> Stored items:
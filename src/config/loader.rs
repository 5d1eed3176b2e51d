// Copyright (c) 2025 Steve Wagner (ciroque@live.com)
// SPDX-License-Identifier: MIT

use crate::config::consts::{
    DEFAULT_FUEL_LEVEL, DEFAULT_MAX_MEMORY_BYTES, DEFAULT_MAX_MODULE_BYTES,
    DEFAULT_MAX_STACK_BYTES, MAX_FUEL_LEVEL, MAX_STACK_BYTES, MAX_SUITE_CONCURRENCY,
    MIN_FUEL_LEVEL, MIN_STACK_BYTES,
};
use crate::errors::{HostError, HostResult};
use serde::Deserialize;
use std::fs;
use std::path::Path;

/// Top-level host configuration.
///
/// Every section is optional; an empty file (or no file at all) yields the
/// built-in defaults.
///
/// # Example
/// ```yaml
/// engine:
///   fuel:
///     default: 100000000
///     maximum: 500000000
///   max_memory_bytes: 67108864
///   max_module_bytes: 16777216
/// suite:
///   max_concurrency: 4
/// ```
#[derive(Debug, Default, Deserialize)]
pub struct HostConfig {
    #[serde(default)]
    pub engine: EngineConfig,
    #[serde(default)]
    pub suite: SuiteOptions,
}

/// Sandbox limits applied to every instance.
///
/// # Fields
/// * `fuel` - Instruction budget per invocation
/// * `max_memory_bytes` - Cap on linear memory growth per instance
/// * `max_module_bytes` - Largest module binary the host will load
/// * `max_stack_bytes` - Native stack available to guest code
#[derive(Debug, Default, Deserialize)]
pub struct EngineConfig {
    #[serde(default)]
    pub fuel: FuelConfig,
    pub max_memory_bytes: Option<usize>,
    pub max_module_bytes: Option<usize>,
    pub max_stack_bytes: Option<usize>,
}

impl EngineConfig {
    /// Fuel granted to each invocation: the configured default, clamped.
    pub fn fuel_per_invocation(&self) -> u64 {
        self.fuel.validate_and_clamp(self.fuel.get_default())
    }

    pub fn get_max_memory_bytes(&self) -> usize {
        self.max_memory_bytes.unwrap_or(DEFAULT_MAX_MEMORY_BYTES)
    }

    pub fn get_max_module_bytes(&self) -> usize {
        self.max_module_bytes.unwrap_or(DEFAULT_MAX_MODULE_BYTES)
    }

    /// Configured guest stack, kept within `[MIN_STACK_BYTES, MAX_STACK_BYTES]`.
    pub fn get_max_stack_bytes(&self) -> usize {
        self.max_stack_bytes
            .unwrap_or(DEFAULT_MAX_STACK_BYTES)
            .clamp(MIN_STACK_BYTES, MAX_STACK_BYTES)
    }

    /// Problems that make these limits unusable; empty when valid.
    pub fn problems(&self) -> Vec<String> {
        let mut problems = Vec::new();

        if self.fuel.get_minimum() > self.fuel.get_maximum() {
            problems.push(format!(
                "fuel minimum {} exceeds fuel maximum {}",
                self.fuel.get_minimum(),
                self.fuel.get_maximum()
            ));
        }
        if self.get_max_memory_bytes() == 0 {
            problems.push("max_memory_bytes must be greater than zero".to_string());
        }
        if self.get_max_module_bytes() == 0 {
            problems.push("max_module_bytes must be greater than zero".to_string());
        }
        if let Some(stack) = self.max_stack_bytes {
            if stack > MAX_STACK_BYTES {
                problems.push(format!(
                    "max_stack_bytes {} exceeds the limit of {}",
                    stack, MAX_STACK_BYTES
                ));
            }
        }
        problems
    }

    /// Fails with `HostError::Config` listing every problem.
    pub fn validate(&self) -> HostResult<()> {
        config_result(self.problems())
    }
}

/// Fuel consumption configuration.
///
/// Fuel limits prevent infinite loops by bounding the number of instructions
/// a single invocation may execute. When fuel runs out the call traps with
/// `out_of_fuel`.
///
/// # Example
/// ```yaml
/// fuel:
///   default: 100000000   # 100 million instructions
///   minimum: 1000000     # 1 million instructions
///   maximum: 500000000   # 500 million instructions (hard limit)
/// ```
#[derive(Debug, Default, Deserialize)]
pub struct FuelConfig {
    pub default: Option<u64>,
    pub minimum: Option<u64>,
    pub maximum: Option<u64>,
}

impl FuelConfig {
    /// Get the default fuel level, using built-in default if not configured.
    pub fn get_default(&self) -> u64 {
        self.default.unwrap_or(DEFAULT_FUEL_LEVEL)
    }

    /// Get the minimum fuel level, using built-in default if not configured.
    pub fn get_minimum(&self) -> u64 {
        self.minimum.unwrap_or(MIN_FUEL_LEVEL)
    }

    /// Get the maximum fuel level, using built-in default if not configured.
    pub fn get_maximum(&self) -> u64 {
        self.maximum.unwrap_or(MAX_FUEL_LEVEL)
    }

    /// Clamp a fuel level to the configured bounds.
    ///
    /// # Example
    /// ```
    /// use wasm_invoker::config::FuelConfig;
    ///
    /// let config = FuelConfig::default();
    /// let fuel = config.validate_and_clamp(1_000_000_000); // Too high
    /// assert_eq!(fuel, 500_000_000); // Clamped to maximum
    /// ```
    pub fn validate_and_clamp(&self, requested: u64) -> u64 {
        let min = self.get_minimum();
        let max = self.get_maximum();

        if requested < min || requested > max {
            tracing::warn!(
                "Requested fuel level {} is outside [{}, {}], clamping",
                requested,
                min,
                max
            );
        }
        // Inverted bounds resolve to the maximum.
        requested.max(min).min(max)
    }
}

/// Options for batch suite execution.
#[derive(Debug, Default, Deserialize)]
pub struct SuiteOptions {
    pub max_concurrency: Option<usize>,
}

impl SuiteOptions {
    /// Configured concurrency, defaulting to the number of available cores.
    ///
    /// Always within `[1, MAX_SUITE_CONCURRENCY]`.
    pub fn get_max_concurrency(&self) -> usize {
        self.max_concurrency
            .unwrap_or_else(|| {
                std::thread::available_parallelism()
                    .map(|n| n.get())
                    .unwrap_or(4)
            })
            .clamp(1, MAX_SUITE_CONCURRENCY)
    }
}

/// Load a host config from a YAML file
pub fn load_config<P: AsRef<Path>>(path: P) -> HostResult<HostConfig> {
    let content = fs::read_to_string(path)?;
    if content.trim().is_empty() {
        return Ok(HostConfig::default());
    }
    let cfg: HostConfig = serde_yaml::from_str(&content)?;
    Ok(cfg)
}

/// Load a host config and check that its bounds are consistent
pub fn load_and_validate_config<P: AsRef<Path>>(path: P) -> HostResult<HostConfig> {
    let cfg = load_config(path)?;
    validate_config(&cfg)?;
    Ok(cfg)
}

/// Reject configurations whose limits contradict each other.
pub fn validate_config(cfg: &HostConfig) -> HostResult<()> {
    let mut problems = cfg.engine.problems();

    match cfg.suite.max_concurrency {
        Some(0) => problems.push("suite max_concurrency must be at least 1".to_string()),
        Some(n) if n > MAX_SUITE_CONCURRENCY => problems.push(format!(
            "suite max_concurrency {} exceeds the limit of {}",
            n, MAX_SUITE_CONCURRENCY
        )),
        _ => {}
    }

    config_result(problems)
}

fn config_result(problems: Vec<String>) -> HostResult<()> {
    if problems.is_empty() {
        Ok(())
    } else {
        Err(HostError::Config(format!(
            "Configuration validation failed:\n{}",
            problems.join("\n")
        )))
    }
}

> Work item: Restate every entry above word for word.

> Written solution:
filename src/config/loader.rs
repository 5d1eed3176b2e51d
// Copyright (c) 2025 Steve Wagner (ciroque@live.com)
// SPDX-License-Identifier: MIT

use crate::config::consts::{
    DEFAULT_FUEL_LEVEL, DEFAULT_MAX_MEMORY_BYTES, DEFAULT_MAX_MODULE_BYTES,
    DEFAULT_MAX_STACK_BYTES, MAX_FUEL_LEVEL, MAX_STACK_BYTES, MAX_SUITE_CONCURRENCY,
    MIN_FUEL_LEVEL, MIN_STACK_BYTES,
};
use crate::errors::{HostError, HostResult};
use serde::Deserialize;
use std::fs;
use std::path::Path;

/// Top-level host configuration.
///
/// Every section is optional; an empty file (or no file at all) yields the
/// built-in defaults.
///
/// # Example
/// ```yaml
/// engine:
///   fuel:
///     default: 100000000
///     maximum: 500000000
///   max_memory_bytes: 67108864
///   max_module_bytes: 16777216
/// suite:
///   max_concurrency: 4
/// ```
#[derive(Debug, Default, Deserialize)]
pub struct HostConfig {
    #[serde(default)]
    pub engine: EngineConfig,
    #[serde(default)]
    pub suite: SuiteOptions,
}

/// Sandbox limits applied to every instance.
///
/// # Fields
/// * `fuel` - Instruction budget per invocation
/// * `max_memory_bytes` - Cap on linear memory growth per instance
/// * `max_module_bytes` - Largest module binary the host will load
/// * `max_stack_bytes` - Native stack available to guest code
#[derive(Debug, Default, Deserialize)]
pub struct EngineConfig {
    #[serde(default)]
    pub fuel: FuelConfig,
    pub max_memory_bytes: Option<usize>,
    pub max_module_bytes: Option<usize>,
    pub max_stack_bytes: Option<usize>,
}

impl EngineConfig {
    /// Fuel granted to each invocation: the configured default, clamped.
    pub fn fuel_per_invocation(&self) -> u64 {
        self.fuel.validate_and_clamp(self.fuel.get_default())
    }

    pub fn get_max_memory_bytes(&self) -> usize {
        self.max_memory_bytes.unwrap_or(DEFAULT_MAX_MEMORY_BYTES)
    }

    pub fn get_max_module_bytes(&self) -> usize {
        self.max_module_bytes.unwrap_or(DEFAULT_MAX_MODULE_BYTES)
    }

    /// Configured guest stack, kept within `[MIN_STACK_BYTES, MAX_STACK_BYTES]`.
    pub fn get_max_stack_bytes(&self) -> usize {
        self.max_stack_bytes
            .unwrap_or(DEFAULT_MAX_STACK_BYTES)
            .clamp(MIN_STACK_BYTES, MAX_STACK_BYTES)
    }

    /// Problems that make these limits unusable; empty when valid.
    pub fn problems(&self) -> Vec<String> {
        let mut problems = Vec::new();

        if self.fuel.get_minimum() > self.fuel.get_maximum() {
            problems.push(format!(
                "fuel minimum {} exceeds fuel maximum {}",
                self.fuel.get_minimum(),
                self.fuel.get_maximum()
            ));
        }
        if self.get_max_memory_bytes() == 0 {
            problems.push("max_memory_bytes must be greater than zero".to_string());
        }
        if self.get_max_module_bytes() == 0 {
            problems.push("max_module_bytes must be greater than zero".to_string());
        }
        if let Some(stack) = self.max_stack_bytes {
            if stack > MAX_STACK_BYTES {
                problems.push(format!(
                    "max_stack_bytes {} exceeds the limit of {}",
                    stack, MAX_STACK_BYTES
                ));
            }
        }
        problems
    }

    /// Fails with `HostError::Config` listing every problem.
    pub fn validate(&self) -> HostResult<()> {
        config_result(self.problems())
    }
}

/// Fuel consumption configuration.
///
/// Fuel limits prevent infinite loops by bounding the number of instructions
/// a single invocation may execute. When fuel runs out the call traps with
/// `out_of_fuel`.
///
/// # Example
/// ```yaml
/// fuel:
///   default: 100000000   # 100 million instructions
///   minimum: 1000000     # 1 million instructions
///   maximum: 500000000   # 500 million instructions (hard limit)
/// ```
#[derive(Debug, Default, Deserialize)]
pub struct FuelConfig {
    pub default: Option<u64>,
    pub minimum: Option<u64>,
    pub maximum: Option<u64>,
}

impl FuelConfig {
    /// Get the default fuel level, using built-in default if not configured.
    pub fn get_default(&self) -> u64 {
        self.default.unwrap_or(DEFAULT_FUEL_LEVEL)
    }

    /// Get the minimum fuel level, using built-in default if not configured.
    pub fn get_minimum(&self) -> u64 {
        self.minimum.unwrap_or(MIN_FUEL_LEVEL)
    }

    /// Get the maximum fuel level, using built-in default if not configured.
    pub fn get_maximum(&self) -> u64 {
        self.maximum.unwrap_or(MAX_FUEL_LEVEL)
    }

    /// Clamp a fuel level to the configured bounds.
    ///
    /// # Example
    /// ```
    /// use wasm_invoker::config::FuelConfig;
    ///
    /// let config = FuelConfig::default();
    /// let fuel = config.validate_and_clamp(1_000_000_000); // Too high
    /// assert_eq!(fuel, 500_000_000); // Clamped to maximum
    /// ```
    pub fn validate_and_clamp(&self, requested: u64) -> u64 {
        let min = self.get_minimum();
        let max = self.get_maximum();

        if requested < min || requested > max {
            tracing::warn!(
                "Requested fuel level {} is outside [{}, {}], clamping",
                requested,
                min,
                max
            );
        }
        // Inverted bounds resolve to the maximum.
        requested.max(min).min(max)
    }
}

/// Options for batch suite execution.
#[derive(Debug, Default, Deserialize)]
pub struct SuiteOptions {
    pub max_concurrency: Option<usize>,
}

impl SuiteOptions {
    /// Configured concurrency, defaulting to the number of available cores.
    ///
    /// Always within `[1, MAX_SUITE_CONCURRENCY]`.
    pub fn get_max_concurrency(&self) -> usize {
        self.max_concurrency
            .unwrap_or_else(|| {
                std::thread::available_parallelism()
                    .map(|n| n.get())
                    .unwrap_or(4)
            })
            .clamp(1, MAX_SUITE_CONCURRENCY)
    }
}

/// Load a host config from a YAML file
pub fn load_config<P: AsRef<Path>>(path: P) -> HostResult<HostConfig> {
    let content = fs::read_to_string(path)?;
    if content.trim().is_empty() {
        return Ok(HostConfig::default());
    }
    let cfg: HostConfig = serde_yaml::from_str(&content)?;
    Ok(cfg)
}

/// Load a host config and check that its bounds are consistent
pub fn load_and_validate_config<P: AsRef<Path>>(path: P) -> HostResult<HostConfig> {
    let cfg = load_config(path)?;
    validate_config(&cfg)?;
    Ok(cfg)
}

/// Reject configurations whose limits contradict each other.
pub fn validate_config(cfg: &HostConfig) -> HostResult<()> {
    let mut problems = cfg.engine.problems();

    match cfg.suite.max_concurrency {
        Some(0) => problems.push("suite max_concurrency must be at least 1".to_string()),
        Some(n) if n > MAX_SUITE_CONCURRENCY => problems.push(format!(
            "suite max_concurrency {} exceeds the limit of {}",
            n, MAX_SUITE_CONCURRENCY
        )),
        _ => {}
    }

    config_result(problems)
}

fn config_result(problems: Vec<String>) -> HostResult<()> {
    if problems.is_empty() {
        Ok(())
    } else {
        Err(HostError::Config(format!(
            "Configuration validation failed:\n{}",
            problems.join("\n")
        )))
    }
}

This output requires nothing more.